* _WORK TO BE COMPLETED_
Starting at the line that has "pub use capture::CpalDevices;" and stopping after the line that has "let resampled = self", reproduce the listing below exactly; omit everything else.

* _MATERIALS PROVIDED_
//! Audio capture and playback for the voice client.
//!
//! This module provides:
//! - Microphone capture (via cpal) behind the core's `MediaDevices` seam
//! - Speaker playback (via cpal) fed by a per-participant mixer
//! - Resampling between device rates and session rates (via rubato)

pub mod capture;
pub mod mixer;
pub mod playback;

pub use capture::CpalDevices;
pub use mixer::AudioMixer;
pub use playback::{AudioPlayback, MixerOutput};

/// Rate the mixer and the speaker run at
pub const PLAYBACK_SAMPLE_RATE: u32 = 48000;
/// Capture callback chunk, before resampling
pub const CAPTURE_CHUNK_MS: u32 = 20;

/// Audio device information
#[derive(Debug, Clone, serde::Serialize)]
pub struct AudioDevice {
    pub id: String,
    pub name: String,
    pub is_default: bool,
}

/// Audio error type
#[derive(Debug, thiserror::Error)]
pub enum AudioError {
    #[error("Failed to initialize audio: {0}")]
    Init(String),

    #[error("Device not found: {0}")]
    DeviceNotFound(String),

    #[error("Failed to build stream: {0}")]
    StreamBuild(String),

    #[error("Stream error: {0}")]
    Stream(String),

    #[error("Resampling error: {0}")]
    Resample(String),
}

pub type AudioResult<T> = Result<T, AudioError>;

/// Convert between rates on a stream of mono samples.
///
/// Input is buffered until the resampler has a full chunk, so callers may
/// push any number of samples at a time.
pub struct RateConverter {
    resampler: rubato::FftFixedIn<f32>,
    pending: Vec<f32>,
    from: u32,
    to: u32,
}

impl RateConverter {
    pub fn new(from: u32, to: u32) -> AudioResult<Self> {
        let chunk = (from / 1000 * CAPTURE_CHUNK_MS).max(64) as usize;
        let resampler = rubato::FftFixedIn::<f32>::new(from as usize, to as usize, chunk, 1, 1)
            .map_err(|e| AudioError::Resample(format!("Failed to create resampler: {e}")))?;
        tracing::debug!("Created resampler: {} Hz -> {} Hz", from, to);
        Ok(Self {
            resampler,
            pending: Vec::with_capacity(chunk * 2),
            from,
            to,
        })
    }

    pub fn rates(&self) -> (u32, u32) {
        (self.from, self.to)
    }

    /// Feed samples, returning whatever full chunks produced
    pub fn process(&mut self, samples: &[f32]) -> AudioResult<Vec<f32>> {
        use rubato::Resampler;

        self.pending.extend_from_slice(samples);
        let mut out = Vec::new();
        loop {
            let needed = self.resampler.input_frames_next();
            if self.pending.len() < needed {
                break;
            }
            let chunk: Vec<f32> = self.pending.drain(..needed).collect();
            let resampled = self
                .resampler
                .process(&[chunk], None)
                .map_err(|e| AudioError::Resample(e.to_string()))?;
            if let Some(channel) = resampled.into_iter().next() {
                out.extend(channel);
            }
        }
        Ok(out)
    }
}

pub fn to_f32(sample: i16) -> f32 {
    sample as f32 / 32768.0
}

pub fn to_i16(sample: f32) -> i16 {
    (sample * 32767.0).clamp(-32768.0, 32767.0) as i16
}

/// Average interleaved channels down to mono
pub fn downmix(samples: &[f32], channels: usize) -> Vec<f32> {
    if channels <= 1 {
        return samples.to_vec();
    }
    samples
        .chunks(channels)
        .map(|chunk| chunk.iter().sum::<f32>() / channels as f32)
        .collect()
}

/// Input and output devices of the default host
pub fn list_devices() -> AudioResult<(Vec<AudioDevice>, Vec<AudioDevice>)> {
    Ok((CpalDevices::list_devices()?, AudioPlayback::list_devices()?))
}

==

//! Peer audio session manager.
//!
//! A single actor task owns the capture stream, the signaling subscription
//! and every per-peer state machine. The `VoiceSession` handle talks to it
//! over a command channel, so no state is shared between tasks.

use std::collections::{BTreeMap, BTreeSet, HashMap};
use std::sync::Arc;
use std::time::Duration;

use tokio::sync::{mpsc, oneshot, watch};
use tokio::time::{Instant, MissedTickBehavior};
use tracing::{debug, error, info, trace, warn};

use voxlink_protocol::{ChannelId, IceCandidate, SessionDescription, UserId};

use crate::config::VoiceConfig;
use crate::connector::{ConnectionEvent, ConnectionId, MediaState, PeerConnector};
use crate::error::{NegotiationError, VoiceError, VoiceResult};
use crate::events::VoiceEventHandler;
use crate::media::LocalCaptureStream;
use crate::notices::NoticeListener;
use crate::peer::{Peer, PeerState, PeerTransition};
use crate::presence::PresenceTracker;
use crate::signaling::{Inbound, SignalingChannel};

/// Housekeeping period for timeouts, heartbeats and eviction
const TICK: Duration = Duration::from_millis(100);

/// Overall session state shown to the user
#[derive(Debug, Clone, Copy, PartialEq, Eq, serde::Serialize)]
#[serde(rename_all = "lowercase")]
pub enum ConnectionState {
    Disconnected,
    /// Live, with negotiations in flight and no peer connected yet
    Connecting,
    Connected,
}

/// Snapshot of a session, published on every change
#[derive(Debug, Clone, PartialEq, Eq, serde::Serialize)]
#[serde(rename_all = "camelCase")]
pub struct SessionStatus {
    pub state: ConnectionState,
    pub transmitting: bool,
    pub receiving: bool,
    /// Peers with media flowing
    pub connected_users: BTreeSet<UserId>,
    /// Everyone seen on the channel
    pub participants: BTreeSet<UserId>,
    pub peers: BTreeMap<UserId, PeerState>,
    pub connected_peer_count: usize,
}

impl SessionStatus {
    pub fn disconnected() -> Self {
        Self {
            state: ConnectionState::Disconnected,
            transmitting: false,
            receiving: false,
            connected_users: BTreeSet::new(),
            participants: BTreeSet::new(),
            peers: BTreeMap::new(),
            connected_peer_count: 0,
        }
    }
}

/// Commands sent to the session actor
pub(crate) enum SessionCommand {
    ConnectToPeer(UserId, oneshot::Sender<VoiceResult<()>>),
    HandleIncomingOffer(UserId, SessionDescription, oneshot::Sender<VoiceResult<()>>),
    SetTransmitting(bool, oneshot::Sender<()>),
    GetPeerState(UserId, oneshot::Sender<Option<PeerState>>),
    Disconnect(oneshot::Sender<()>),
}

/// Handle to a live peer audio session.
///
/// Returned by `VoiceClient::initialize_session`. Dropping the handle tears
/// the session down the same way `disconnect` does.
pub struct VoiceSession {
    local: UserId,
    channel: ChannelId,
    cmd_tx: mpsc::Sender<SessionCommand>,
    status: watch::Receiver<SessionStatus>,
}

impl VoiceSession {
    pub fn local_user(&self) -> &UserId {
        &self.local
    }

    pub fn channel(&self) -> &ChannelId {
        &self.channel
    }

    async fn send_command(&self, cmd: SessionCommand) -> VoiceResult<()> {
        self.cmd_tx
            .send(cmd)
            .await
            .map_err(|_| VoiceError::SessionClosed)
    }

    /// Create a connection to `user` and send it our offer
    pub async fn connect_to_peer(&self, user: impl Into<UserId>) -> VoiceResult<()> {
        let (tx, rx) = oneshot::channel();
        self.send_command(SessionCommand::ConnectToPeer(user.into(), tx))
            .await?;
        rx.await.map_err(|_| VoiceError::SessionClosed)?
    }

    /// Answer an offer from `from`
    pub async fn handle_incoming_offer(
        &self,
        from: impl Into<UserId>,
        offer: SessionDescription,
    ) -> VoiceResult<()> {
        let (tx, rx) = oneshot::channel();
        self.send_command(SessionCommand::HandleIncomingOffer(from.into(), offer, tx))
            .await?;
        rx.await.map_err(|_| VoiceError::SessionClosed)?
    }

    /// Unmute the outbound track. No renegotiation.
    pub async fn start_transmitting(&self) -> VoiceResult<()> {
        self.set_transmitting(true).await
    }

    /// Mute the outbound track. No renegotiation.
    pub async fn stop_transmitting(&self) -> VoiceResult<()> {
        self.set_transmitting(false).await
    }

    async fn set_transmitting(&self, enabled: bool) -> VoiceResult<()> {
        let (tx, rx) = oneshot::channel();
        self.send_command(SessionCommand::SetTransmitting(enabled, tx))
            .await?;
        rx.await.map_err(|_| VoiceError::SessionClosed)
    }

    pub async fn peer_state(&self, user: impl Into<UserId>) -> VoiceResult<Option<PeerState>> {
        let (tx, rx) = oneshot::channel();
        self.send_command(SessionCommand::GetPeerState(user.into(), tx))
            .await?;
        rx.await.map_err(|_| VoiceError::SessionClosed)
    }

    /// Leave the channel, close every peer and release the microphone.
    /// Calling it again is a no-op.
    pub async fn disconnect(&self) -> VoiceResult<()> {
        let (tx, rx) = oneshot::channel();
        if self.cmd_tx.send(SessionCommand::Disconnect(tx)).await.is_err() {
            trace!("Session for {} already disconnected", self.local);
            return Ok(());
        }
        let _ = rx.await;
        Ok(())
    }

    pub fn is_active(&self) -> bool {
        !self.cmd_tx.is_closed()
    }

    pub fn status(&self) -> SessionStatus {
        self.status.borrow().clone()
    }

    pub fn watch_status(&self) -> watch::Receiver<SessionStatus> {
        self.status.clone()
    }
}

* _EXERCISE OUTPUT_
pub use capture::CpalDevices;
pub use mixer::AudioMixer;
pub use playback::{AudioPlayback, MixerOutput};

/// Rate the mixer and the speaker run at
pub const PLAYBACK_SAMPLE_RATE: u32 = 48000;
/// Capture callback chunk, before resampling
pub const CAPTURE_CHUNK_MS: u32 = 20;

/// Audio device information
#[derive(Debug, Clone, serde::Serialize)]
pub struct AudioDevice {
    pub id: String,
    pub name: String,
    pub is_default: bool,
}

/// Audio error type
#[derive(Debug, thiserror::Error)]
pub enum AudioError {
    #[error("Failed to initialize audio: {0}")]
    Init(String),

    #[error("Device not found: {0}")]
    DeviceNotFound(String),

    #[error("Failed to build stream: {0}")]
    StreamBuild(String),

    #[error("Stream error: {0}")]
    Stream(String),

    #[error("Resampling error: {0}")]
    Resample(String),
}

pub type AudioResult<T> = Result<T, AudioError>;

/// Convert between rates on a stream of mono samples.
///
/// Input is buffered until the resampler has a full chunk, so callers may
/// push any number of samples at a time.
pub struct RateConverter {
    resampler: rubato::FftFixedIn<f32>,
    pending: Vec<f32>,
    from: u32,
    to: u32,
}

impl RateConverter {
    pub fn new(from: u32, to: u32) -> AudioResult<Self> {
        let chunk = (from / 1000 * CAPTURE_CHUNK_MS).max(64) as usize;
        let resampler = rubato::FftFixedIn::<f32>::new(from as usize, to as usize, chunk, 1, 1)
            .map_err(|e| AudioError::Resample(format!("Failed to create resampler: {e}")))?;
        tracing::debug!("Created resampler: {} Hz -> {} Hz", from, to);
        Ok(Self {
            resampler,
            pending: Vec::with_capacity(chunk * 2),
            from,
            to,
        })
    }

    pub fn rates(&self) -> (u32, u32) {
        (self.from, self.to)
    }

    /// Feed samples, returning whatever full chunks produced
    pub fn process(&mut self, samples: &[f32]) -> AudioResult<Vec<f32>> {
        use rubato::Resampler;

        self.pending.extend_from_slice(samples);
        let mut out = Vec::new();
        loop {
            let needed = self.resampler.input_frames_next();
            if self.pending.len() < needed {
                break;
            }
            let chunk: Vec<f32> = self.pending.drain(..needed).collect();
            let resampled = self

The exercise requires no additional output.